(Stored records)
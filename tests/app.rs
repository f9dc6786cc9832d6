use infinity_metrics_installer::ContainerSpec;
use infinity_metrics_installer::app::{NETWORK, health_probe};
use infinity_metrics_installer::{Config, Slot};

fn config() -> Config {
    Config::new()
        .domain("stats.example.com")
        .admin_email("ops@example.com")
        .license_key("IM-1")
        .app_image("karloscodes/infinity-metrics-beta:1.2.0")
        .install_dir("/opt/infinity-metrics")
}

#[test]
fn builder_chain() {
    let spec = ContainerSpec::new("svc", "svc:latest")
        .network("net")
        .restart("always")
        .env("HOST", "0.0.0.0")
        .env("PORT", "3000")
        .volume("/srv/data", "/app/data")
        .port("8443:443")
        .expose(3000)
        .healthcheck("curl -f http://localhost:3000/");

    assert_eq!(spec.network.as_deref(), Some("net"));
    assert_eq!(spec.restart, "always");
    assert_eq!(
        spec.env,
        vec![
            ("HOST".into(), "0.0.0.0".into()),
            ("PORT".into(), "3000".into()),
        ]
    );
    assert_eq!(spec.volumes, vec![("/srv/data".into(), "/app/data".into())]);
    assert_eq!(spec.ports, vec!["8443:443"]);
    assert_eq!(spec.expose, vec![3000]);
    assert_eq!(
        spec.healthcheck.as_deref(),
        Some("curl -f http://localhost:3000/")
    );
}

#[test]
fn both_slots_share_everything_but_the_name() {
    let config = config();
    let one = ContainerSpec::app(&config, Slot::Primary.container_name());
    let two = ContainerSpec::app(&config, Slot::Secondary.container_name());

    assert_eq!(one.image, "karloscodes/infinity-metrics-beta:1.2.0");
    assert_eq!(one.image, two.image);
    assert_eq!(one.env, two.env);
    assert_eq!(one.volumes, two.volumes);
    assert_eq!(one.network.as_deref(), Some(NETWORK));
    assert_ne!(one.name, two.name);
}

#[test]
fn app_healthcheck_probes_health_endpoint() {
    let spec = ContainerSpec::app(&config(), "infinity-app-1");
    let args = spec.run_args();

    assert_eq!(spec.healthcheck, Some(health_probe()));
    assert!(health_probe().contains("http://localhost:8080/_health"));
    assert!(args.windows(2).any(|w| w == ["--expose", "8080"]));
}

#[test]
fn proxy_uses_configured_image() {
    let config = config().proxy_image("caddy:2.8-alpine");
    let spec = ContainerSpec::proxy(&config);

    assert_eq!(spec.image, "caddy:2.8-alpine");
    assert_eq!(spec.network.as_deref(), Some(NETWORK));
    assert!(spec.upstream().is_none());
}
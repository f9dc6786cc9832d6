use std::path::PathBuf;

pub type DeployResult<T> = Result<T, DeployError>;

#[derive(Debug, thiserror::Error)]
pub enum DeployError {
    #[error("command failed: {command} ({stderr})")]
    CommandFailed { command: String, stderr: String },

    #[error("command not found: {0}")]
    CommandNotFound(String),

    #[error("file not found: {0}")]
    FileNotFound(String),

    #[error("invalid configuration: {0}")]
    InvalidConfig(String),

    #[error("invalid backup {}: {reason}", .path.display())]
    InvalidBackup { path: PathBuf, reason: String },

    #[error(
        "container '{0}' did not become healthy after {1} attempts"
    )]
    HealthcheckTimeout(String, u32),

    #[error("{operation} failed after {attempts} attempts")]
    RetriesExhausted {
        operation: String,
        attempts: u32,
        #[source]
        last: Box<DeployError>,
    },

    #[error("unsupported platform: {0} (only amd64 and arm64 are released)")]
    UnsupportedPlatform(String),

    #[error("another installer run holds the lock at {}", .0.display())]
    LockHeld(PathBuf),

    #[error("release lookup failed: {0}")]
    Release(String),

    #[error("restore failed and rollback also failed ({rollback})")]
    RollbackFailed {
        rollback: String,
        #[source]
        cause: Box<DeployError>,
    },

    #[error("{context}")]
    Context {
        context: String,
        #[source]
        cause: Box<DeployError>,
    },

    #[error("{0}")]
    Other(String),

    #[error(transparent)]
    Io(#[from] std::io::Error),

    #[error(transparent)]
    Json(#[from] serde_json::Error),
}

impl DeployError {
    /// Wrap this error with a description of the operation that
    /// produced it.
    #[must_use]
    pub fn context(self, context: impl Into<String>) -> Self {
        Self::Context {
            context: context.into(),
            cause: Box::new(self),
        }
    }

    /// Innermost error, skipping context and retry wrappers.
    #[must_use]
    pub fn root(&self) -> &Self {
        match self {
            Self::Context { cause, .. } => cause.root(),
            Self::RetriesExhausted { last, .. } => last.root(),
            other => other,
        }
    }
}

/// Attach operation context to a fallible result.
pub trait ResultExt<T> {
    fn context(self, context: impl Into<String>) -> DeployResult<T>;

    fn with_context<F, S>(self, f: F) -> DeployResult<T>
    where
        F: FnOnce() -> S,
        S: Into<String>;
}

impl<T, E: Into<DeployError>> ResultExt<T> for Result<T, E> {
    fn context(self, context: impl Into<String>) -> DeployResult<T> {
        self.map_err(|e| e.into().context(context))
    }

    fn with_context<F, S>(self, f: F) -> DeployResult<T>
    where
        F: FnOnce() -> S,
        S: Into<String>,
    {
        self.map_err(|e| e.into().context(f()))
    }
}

• [Exercise]: Return a copy of each line in the entries that carries the string "Some".

• [Reply]:
    assert_eq!(spec.network.as_deref(), Some("net"));
        Some("curl -f http://localhost:3000/")
    assert_eq!(one.network.as_deref(), Some(NETWORK));
    assert_eq!(spec.healthcheck, Some(health_probe()));
    assert_eq!(spec.network.as_deref(), Some(NETWORK));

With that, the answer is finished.